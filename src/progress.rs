//! Progress reporting and cancellation support.
//!
//! This module provides [`ProgressCallback`] for monitoring a pipeline run,
//! [`CancellationToken`] for cooperative cancellation, and [`ProgressInfo`]
//! for progress snapshots.
//!
//! # Example
//!
//! ```no_run
//! use std::sync::Arc;
//!
//! use reframe::{PipelineConfig, PipelineDriver, ProgressCallback, ProgressInfo};
//!
//! struct PrintProgress;
//!
//! impl ProgressCallback for PrintProgress {
//!     fn on_progress(&self, info: &ProgressInfo) {
//!         println!("[{}] {} frame(s)", info.stage, info.current);
//!     }
//! }
//!
//! let config = PipelineConfig::new("clip.gif").with_progress(Arc::new(PrintProgress));
//! PipelineDriver::new(config).run()?;
//! # Ok::<(), reframe::ReframeError>(())
//! ```

use std::sync::{
    Arc,
    atomic::{AtomicBool, Ordering},
};
use std::time::{Duration, Instant};

use crate::error::PipelineStage;

/// A snapshot of pipeline progress.
///
/// Delivered to [`ProgressCallback::on_progress`] every
/// [`batch_size`](crate::PipelineConfig::with_batch_size) frames and once
/// at the end of each stage.
#[derive(Debug, Clone)]
pub struct ProgressInfo {
    /// The stage doing the work.
    pub stage: PipelineStage,
    /// How many frames this stage has handled so far.
    pub current: u64,
    /// Total frames expected, if known ahead of time.
    pub total: Option<u64>,
    /// Completion percentage (0.0 – 100.0), if `total` is known.
    pub percentage: Option<f32>,
    /// Wall-clock time elapsed since the stage started.
    pub elapsed: Duration,
    /// Estimated time remaining, based on current throughput.
    pub estimated_remaining: Option<Duration>,
    /// Source index of the frame just handled.
    pub current_index: Option<u64>,
}

/// Trait for receiving progress updates during a run.
///
/// Implementations must be [`Send`] and [`Sync`] because the parallel
/// transform stage may report from worker threads.
///
/// Progress callbacks observe but cannot halt the run. Use
/// [`CancellationToken`] for that.
pub trait ProgressCallback: Send + Sync {
    /// Called at regular intervals while a stage runs.
    fn on_progress(&self, info: &ProgressInfo);
}

/// Discards all progress notifications. The default callback.
pub(crate) struct NoOpProgress;

impl ProgressCallback for NoOpProgress {
    fn on_progress(&self, _info: &ProgressInfo) {}
}

/// Cooperative cancellation token backed by an [`AtomicBool`].
///
/// Clone the token and call [`cancel`](CancellationToken::cancel) from any
/// thread. The pipeline checks it before each frame and fails with
/// [`ReframeError::Cancelled`](crate::ReframeError::Cancelled). The
/// temporary frame cache is still removed.
///
/// ```
/// use reframe::CancellationToken;
///
/// let token = CancellationToken::new();
/// assert!(!token.is_cancelled());
/// token.clone().cancel();
/// assert!(token.is_cancelled());
/// ```
#[derive(Debug, Clone)]
pub struct CancellationToken {
    cancelled: Arc<AtomicBool>,
}

impl CancellationToken {
    /// Create a new, non-cancelled token.
    pub fn new() -> Self {
        Self {
            cancelled: Arc::new(AtomicBool::new(false)),
        }
    }

    /// Request cancellation. All clones observe it.
    pub fn cancel(&self) {
        self.cancelled.store(true, Ordering::Release);
    }

    /// Check whether cancellation has been requested.
    pub fn is_cancelled(&self) -> bool {
        self.cancelled.load(Ordering::Acquire)
    }
}

impl Default for CancellationToken {
    fn default() -> Self {
        Self::new()
    }
}

/// Tracks timing for one stage and emits callbacks.
pub(crate) struct ProgressTracker {
    callback: Arc<dyn ProgressCallback>,
    stage: PipelineStage,
    total: Option<u64>,
    handled: u64,
    last_reported: u64,
    batch_size: u64,
    started: Instant,
}

impl ProgressTracker {
    pub(crate) fn new(
        callback: Arc<dyn ProgressCallback>,
        stage: PipelineStage,
        total: Option<u64>,
        batch_size: u64,
    ) -> Self {
        Self {
            callback,
            stage,
            total,
            handled: 0,
            last_reported: 0,
            batch_size: batch_size.max(1),
            started: Instant::now(),
        }
    }

    /// Count one handled frame; reports once `batch_size` frames have
    /// gone by since the previous report.
    pub(crate) fn advance(&mut self, index: Option<u64>) {
        self.handled += 1;
        if self.handled - self.last_reported >= self.batch_size {
            self.report(index);
        }
    }

    /// Report the stage's final count.
    pub(crate) fn finish(&mut self) {
        self.report(None);
    }

    fn report(&mut self, index: Option<u64>) {
        self.last_reported = self.handled;
        let elapsed = self.started.elapsed();
        let (percentage, estimated_remaining) = match self.total {
            Some(total) if total > 0 && self.handled > 0 => {
                let fraction = self.handled as f64 / total as f64;
                let left = total.saturating_sub(self.handled) as f64 / self.handled as f64;
                (Some((fraction * 100.0) as f32), Some(elapsed.mul_f64(left)))
            }
            _ => (None, None),
        };

        self.callback.on_progress(&ProgressInfo {
            stage: self.stage,
            current: self.handled,
            total: self.total,
            percentage,
            elapsed,
            estimated_remaining,
            current_index: index,
        });
    }
}

#[cfg(test)]
mod tests {
    use std::sync::Mutex;

    use super::*;

    struct Recording(Mutex<Vec<ProgressInfo>>);

    impl ProgressCallback for Recording {
        fn on_progress(&self, info: &ProgressInfo) {
            self.0.lock().unwrap().push(info.clone());
        }
    }

    #[test]
    fn tracker_reports_every_batch_and_on_finish() {
        let recording = Arc::new(Recording(Mutex::new(Vec::new())));
        let mut tracker =
            ProgressTracker::new(recording.clone(), PipelineStage::Encoding, Some(5), 2);
        for index in 0..5 {
            tracker.advance(Some(index));
        }
        tracker.finish();

        let infos = recording.0.lock().unwrap();
        assert_eq!(infos.len(), 3);
        assert_eq!(infos[0].current, 2);
        assert_eq!(infos[0].current_index, Some(1));
        assert_eq!(infos[2].current, 5);
        assert_eq!(infos[2].percentage, Some(100.0));
        assert!(infos.iter().all(|info| info.stage == PipelineStage::Encoding));
    }

    #[test]
    fn zero_batch_size_is_clamped() {
        let recording = Arc::new(Recording(Mutex::new(Vec::new())));
        let mut tracker = ProgressTracker::new(recording.clone(), PipelineStage::Reading, None, 0);
        tracker.advance(None);
        assert_eq!(recording.0.lock().unwrap().len(), 1);
    }
}
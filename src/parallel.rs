//! Parallel transform stage.
//!
//! Frame files are independent, so reading and transforming them is spread
//! over the [`rayon`] thread pool. Each worker owns the frame it works on;
//! the transform chain is shared read-only. Results are tagged with their
//! source index and put back in index order before encoding.

use std::path::PathBuf;
use std::sync::Mutex;

use ::rayon::iter::{IntoParallelIterator, ParallelIterator};

use crate::error::ReframeError;
use crate::frame::{IndexedFrame, read_frame};
use crate::progress::{CancellationToken, ProgressTracker};
use crate::transform::TransformChain;

pub(crate) fn transform_files(
    chain: &TransformChain,
    files: Vec<(u64, PathBuf)>,
    cancellation: Option<&CancellationToken>,
    tracker: &mut ProgressTracker,
) -> Result<Vec<IndexedFrame>, ReframeError> {
    let tracker = Mutex::new(tracker);

    let results: Result<Vec<IndexedFrame>, ReframeError> = files
        .into_par_iter()
        .map(|(index, path)| {
            if cancellation.is_some_and(CancellationToken::is_cancelled) {
                return Err(ReframeError::Cancelled);
            }
            let frame = chain.apply(IndexedFrame::new(index, read_frame(&path)?))?;
            if let Ok(mut tracker) = tracker.lock() {
                tracker.advance(Some(index));
            }
            Ok(frame)
        })
        .collect();

    let mut frames = results?;
    frames.sort_by_key(|frame| frame.index);
    Ok(frames)
}

#[cfg(test)]
mod tests {
    use std::sync::Arc;

    use image::{Rgb, RgbImage};

    use super::*;
    use crate::error::PipelineStage;
    use crate::progress::NoOpProgress;
    use crate::transform::{Resize, TransformSpec};

    #[test]
    fn results_come_back_in_index_order() {
        let directory = tempfile::tempdir().unwrap();
        let files: Vec<(u64, PathBuf)> = (0..24)
            .map(|index| {
                let path = directory.path().join(format!("{index:03}.png"));
                RgbImage::from_pixel(8, 8, Rgb([index as u8, 0, 0]))
                    .save(&path)
                    .unwrap();
                (index, path)
            })
            .collect();

        let chain = TransformChain::from_spec(
            &TransformSpec::new().with_resize(Resize::Factor(0.5)),
        )
        .unwrap();
        let mut tracker = ProgressTracker::new(Arc::new(NoOpProgress), PipelineStage::Transforming, Some(24), 1);
        let frames = transform_files(&chain, files, None, &mut tracker).unwrap();

        let indices: Vec<u64> = frames.iter().map(|frame| frame.index).collect();
        assert_eq!(indices, (0..24).collect::<Vec<_>>());
        assert!(frames.iter().all(|frame| frame.dimensions() == (4, 4)));
        assert_eq!(frames[7].image.get_pixel(0, 0), &Rgb([7, 0, 0]));
    }

    #[test]
    fn cancelled_token_stops_the_stage() {
        let token = CancellationToken::new();
        token.cancel();
        let chain = TransformChain::from_spec(&TransformSpec::new()).unwrap();
        let mut tracker = ProgressTracker::new(Arc::new(NoOpProgress), PipelineStage::Transforming, None, 1);
        let result = transform_files(&chain, vec![(0, PathBuf::from("x.png"))], Some(&token), &mut tracker);
        assert!(matches!(result, Err(ReframeError::Cancelled)));
    }
}
use std::{path::PathBuf, sync::Arc};

use clap::{CommandFactory, Parser, Subcommand};
use clap_complete::Shell;
use colored::Colorize;
use image::Rgb;
use indicatif::{ProgressBar, ProgressStyle};
use serde_json::json;
use reframe::{
    CodecLogLevel, ConcatSource, ContainerKind, ExtractionRange, FrameSource, Overlay,
    OutputSpec, Padding, PipelineConfig, PipelineDriver, PipelineStage, ProcessingMode,
    ProgressCallback, ProgressInfo, Resize, Rotation, RunReport, TailImage, TransformSpec,
    VideoCodec,
};

const CLI_AFTER_HELP: &str = "Examples:\n  reframe make shots/ --ext png --start 0 --end 49 --fps 12\n  reframe make clip.mp4 --skip 4 --resize 0.5 --rotate 90 --video\n  reframe make long.gif --partitions 3 --suffix part --progress\n  reframe concat a.mp4 b.mp4 --resize 0.5 --output joined.gif\n  reframe completions zsh > _reframe";

#[derive(Debug, Parser)]
#[command(
    name = "reframe",
    version,
    about = "Turn image folders, GIFs, and videos into GIF or video animations",
    after_help = CLI_AFTER_HELP
)]
struct Cli {
    #[command(flatten)]
    global: GlobalOptions,

    #[command(subcommand)]
    command: Commands,
}

#[derive(Debug, Parser, Clone, Default)]
struct GlobalOptions {
    /// Show debug logging output.
    #[arg(long, global = true)]
    verbose: bool,

    /// Show a progress bar.
    #[arg(long, global = true)]
    progress: bool,

    /// Print the run report as JSON.
    #[arg(long, global = true)]
    json: bool,

    /// FFmpeg log level (quiet, fatal, error, warning, info, debug).
    #[arg(long, global = true)]
    log_level: Option<String>,
}

/// Options shared by every command that writes an animation.
#[derive(Debug, Parser, Clone)]
struct OutputOptions {
    /// Output file, or directory to place the output in.
    #[arg(long, short)]
    output: Option<PathBuf>,

    /// Output file name (default result.gif).
    #[arg(long)]
    name: Option<String>,

    /// Frames per second of the output.
    #[arg(long, default_value_t = 30.0)]
    fps: f64,

    /// Write a video instead of a GIF.
    #[arg(long)]
    video: bool,

    /// Video codec (h264, h265, mpeg4, ffv1). Default follows the extension.
    #[arg(long)]
    codec: Option<String>,

    /// GIF loop count. Loops forever when omitted.
    #[arg(long)]
    repeat: Option<u16>,

    /// Split the frames evenly into this many output files.
    #[arg(long, default_value_t = 1)]
    partitions: usize,

    /// Suffix appended to each output file name.
    #[arg(long)]
    suffix: Option<String>,
}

******

Aim of the task: Output the lines above between the one holding "from worker threads." and the one holding "a stage runs.", inclusive, with nothing before or after them.

Response to this task:
/// transform stage may report from worker threads.
///
/// Progress callbacks observe but cannot halt the run. Use
/// [`CancellationToken`] for that.
pub trait ProgressCallback: Send + Sync {
    /// Called at regular intervals while a stage runs.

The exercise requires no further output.